- Directions for this task
The response must contain every line of the records that follow, duplicated exactly.

- Extracted data

=====

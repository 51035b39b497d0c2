//! The seam between the wrappers and the native device runtime.
//!
//! Every method forwards to exactly one runtime function and reports the raw
//! status on failure. Translating that status into an [`Error`](crate::Error)
//! with a useful message is left to the callers in the other modules.

use std::ffi::c_char;
use std::ffi::c_int;
use std::ffi::c_uint;
use std::ffi::c_void;
use std::ffi::CStr;
use std::ffi::OsStr;
use std::fmt;

use cudarc::driver::sys;
use cudarc::driver::sys::CUipcMem_flags;
use cudarc::driver::sys::CUresult;
use cudarc::driver::sys::Lib;
use libloading::Library;

use crate::ipc::EventHandle;
use crate::ipc::MemoryHandle;
use crate::types::ContextId;
use crate::types::DeviceId;
use crate::types::DevicePtr;
use crate::types::EventId;
use crate::types::StreamId;
use crate::types::IPC_HANDLE_SIZE;
use crate::Error;
use crate::Result as CrateResult;

/// Names the driver library to load instead of searching the loader path.
pub const LIB_PATH_ENV: &str = "CUDA_API_LIB_PATH";

const DEFAULT_LIB: &str = "libcuda.so.1";
const FALLBACK_LIB: &str = "libcuda.so";

pub type DriverResult<T> = Result<T, CUresult>;

pub trait Driver: Send + Sync {
    fn init(&self, flags: u32) -> DriverResult<()>;
    fn driver_get_version(&self) -> DriverResult<i32>;

    fn device_get_count(&self) -> DriverResult<i32>;
    fn device_get(&self, ordinal: i32) -> DriverResult<DeviceId>;
    fn device_get_name(&self, device: DeviceId) -> DriverResult<String>;
    fn device_total_mem(&self, device: DeviceId) -> DriverResult<usize>;
    fn device_get_pci_bus_id(&self, device: DeviceId) -> DriverResult<String>;
    fn device_can_access_peer(&self, device: DeviceId, peer: DeviceId) -> DriverResult<bool>;

    fn primary_ctx_retain(&self, device: DeviceId) -> DriverResult<ContextId>;
    fn primary_ctx_release(&self, device: DeviceId) -> DriverResult<()>;
    fn ctx_set_current(&self, ctx: ContextId) -> DriverResult<()>;
    fn ctx_synchronize(&self) -> DriverResult<()>;

    fn mem_alloc(&self, bytes: usize) -> DriverResult<DevicePtr>;
    fn mem_free(&self, ptr: DevicePtr) -> DriverResult<()>;
    /// Returns `(free, total)` bytes of the current device.
    fn mem_get_info(&self) -> DriverResult<(usize, usize)>;
    fn memcpy_htod(&self, dst: DevicePtr, src: &[u8]) -> DriverResult<()>;
    fn memcpy_dtoh(&self, dst: &mut [u8], src: DevicePtr) -> DriverResult<()>;
    fn memcpy_dtod(&self, dst: DevicePtr, src: DevicePtr, bytes: usize) -> DriverResult<()>;
    fn memset_d8(&self, dst: DevicePtr, value: u8, count: usize) -> DriverResult<()>;
    fn memset_d8_async(
        &self,
        dst: DevicePtr,
        value: u8,
        count: usize,
        stream: StreamId,
    ) -> DriverResult<()>;

    /// # Safety
    ///
    /// `src` must stay valid for `bytes` reads until the stream has completed the copy.
    unsafe fn memcpy_htod_async(
        &self,
        dst: DevicePtr,
        src: *const u8,
        bytes: usize,
        stream: StreamId,
    ) -> DriverResult<()>;

    /// # Safety
    ///
    /// `dst` must stay valid for `bytes` writes until the stream has completed the copy.
    unsafe fn memcpy_dtoh_async(
        &self,
        dst: *mut u8,
        src: DevicePtr,
        bytes: usize,
        stream: StreamId,
    ) -> DriverResult<()>;

    fn stream_create(&self, flags: u32) -> DriverResult<StreamId>;
    fn stream_create_with_priority(&self, flags: u32, priority: i32) -> DriverResult<StreamId>;
    fn stream_destroy(&self, stream: StreamId) -> DriverResult<()>;
    fn stream_synchronize(&self, stream: StreamId) -> DriverResult<()>;
    fn stream_query(&self, stream: StreamId) -> DriverResult<()>;
    fn stream_wait_event(&self, stream: StreamId, event: EventId) -> DriverResult<()>;

    fn event_create(&self, flags: u32) -> DriverResult<EventId>;
    fn event_destroy(&self, event: EventId) -> DriverResult<()>;
    fn event_record(&self, event: EventId, stream: StreamId) -> DriverResult<()>;
    fn event_synchronize(&self, event: EventId) -> DriverResult<()>;
    fn event_query(&self, event: EventId) -> DriverResult<()>;
    /// Milliseconds between two recorded events.
    fn event_elapsed_time(&self, start: EventId, end: EventId) -> DriverResult<f32>;

    fn ipc_get_mem_handle(&self, ptr: DevicePtr) -> DriverResult<MemoryHandle>;
    fn ipc_open_mem_handle(&self, handle: &MemoryHandle) -> DriverResult<DevicePtr>;
    fn ipc_close_mem_handle(&self, ptr: DevicePtr) -> DriverResult<()>;
    fn ipc_get_event_handle(&self, event: EventId) -> DriverResult<EventHandle>;
    fn ipc_open_event_handle(&self, handle: &EventHandle) -> DriverResult<EventId>;
}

=====

- Result for this task
repository 51035b39b497d0c2
//! The seam between the wrappers and the native device runtime.
//!
//! Every method forwards to exactly one runtime function and reports the raw
//! status on failure. Translating that status into an [`Error`](crate::Error)
//! with a useful message is left to the callers in the other modules.

use std::ffi::c_char;
use std::ffi::c_int;
use std::ffi::c_uint;
use std::ffi::c_void;
use std::ffi::CStr;
use std::ffi::OsStr;
use std::fmt;

use cudarc::driver::sys;
use cudarc::driver::sys::CUipcMem_flags;
use cudarc::driver::sys::CUresult;
use cudarc::driver::sys::Lib;
use libloading::Library;

use crate::ipc::EventHandle;
use crate::ipc::MemoryHandle;
use crate::types::ContextId;
use crate::types::DeviceId;
use crate::types::DevicePtr;
use crate::types::EventId;
use crate::types::StreamId;
use crate::types::IPC_HANDLE_SIZE;
use crate::Error;
use crate::Result as CrateResult;

/// Names the driver library to load instead of searching the loader path.
pub const LIB_PATH_ENV: &str = "CUDA_API_LIB_PATH";

const DEFAULT_LIB: &str = "libcuda.so.1";
const FALLBACK_LIB: &str = "libcuda.so";

pub type DriverResult<T> = Result<T, CUresult>;

pub trait Driver: Send + Sync {
    fn init(&self, flags: u32) -> DriverResult<()>;
    fn driver_get_version(&self) -> DriverResult<i32>;

    fn device_get_count(&self) -> DriverResult<i32>;
    fn device_get(&self, ordinal: i32) -> DriverResult<DeviceId>;
    fn device_get_name(&self, device: DeviceId) -> DriverResult<String>;
    fn device_total_mem(&self, device: DeviceId) -> DriverResult<usize>;
    fn device_get_pci_bus_id(&self, device: DeviceId) -> DriverResult<String>;
    fn device_can_access_peer(&self, device: DeviceId, peer: DeviceId) -> DriverResult<bool>;

    fn primary_ctx_retain(&self, device: DeviceId) -> DriverResult<ContextId>;
    fn primary_ctx_release(&self, device: DeviceId) -> DriverResult<()>;
    fn ctx_set_current(&self, ctx: ContextId) -> DriverResult<()>;
    fn ctx_synchronize(&self) -> DriverResult<()>;

    fn mem_alloc(&self, bytes: usize) -> DriverResult<DevicePtr>;
    fn mem_free(&self, ptr: DevicePtr) -> DriverResult<()>;
    /// Returns `(free, total)` bytes of the current device.
    fn mem_get_info(&self) -> DriverResult<(usize, usize)>;
    fn memcpy_htod(&self, dst: DevicePtr, src: &[u8]) -> DriverResult<()>;
    fn memcpy_dtoh(&self, dst: &mut [u8], src: DevicePtr) -> DriverResult<()>;
    fn memcpy_dtod(&self, dst: DevicePtr, src: DevicePtr, bytes: usize) -> DriverResult<()>;
    fn memset_d8(&self, dst: DevicePtr, value: u8, count: usize) -> DriverResult<()>;
    fn memset_d8_async(
        &self,
        dst: DevicePtr,
        value: u8,
        count: usize,
        stream: StreamId,
    ) -> DriverResult<()>;

    /// # Safety
    ///
    /// `src` must stay valid for `bytes` reads until the stream has completed the copy.
    unsafe fn memcpy_htod_async(
        &self,
        dst: DevicePtr,
        src: *const u8,
        bytes: usize,
        stream: StreamId,
    ) -> DriverResult<()>;

    /// # Safety
    ///
    /// `dst` must stay valid for `bytes` writes until the stream has completed the copy.
    unsafe fn memcpy_dtoh_async(
        &self,
        dst: *mut u8,
        src: DevicePtr,
        bytes: usize,
        stream: StreamId,
    ) -> DriverResult<()>;

    fn stream_create(&self, flags: u32) -> DriverResult<StreamId>;
    fn stream_create_with_priority(&self, flags: u32, priority: i32) -> DriverResult<StreamId>;
    fn stream_destroy(&self, stream: StreamId) -> DriverResult<()>;
    fn stream_synchronize(&self, stream: StreamId) -> DriverResult<()>;
    fn stream_query(&self, stream: StreamId) -> DriverResult<()>;
    fn stream_wait_event(&self, stream: StreamId, event: EventId) -> DriverResult<()>;

    fn event_create(&self, flags: u32) -> DriverResult<EventId>;
    fn event_destroy(&self, event: EventId) -> DriverResult<()>;
    fn event_record(&self, event: EventId, stream: StreamId) -> DriverResult<()>;
    fn event_synchronize(&self, event: EventId) -> DriverResult<()>;
    fn event_query(&self, event: EventId) -> DriverResult<()>;
    /// Milliseconds between two recorded events.
    fn event_elapsed_time(&self, start: EventId, end: EventId) -> DriverResult<f32>;

    fn ipc_get_mem_handle(&self, ptr: DevicePtr) -> DriverResult<MemoryHandle>;
    fn ipc_open_mem_handle(&self, handle: &MemoryHandle) -> DriverResult<DevicePtr>;
    fn ipc_close_mem_handle(&self, ptr: DevicePtr) -> DriverResult<()>;
    fn ipc_get_event_handle(&self, event: EventId) -> DriverResult<EventHandle>;
    fn ipc_open_event_handle(&self, handle: &EventHandle) -> DriverResult<EventId>;
}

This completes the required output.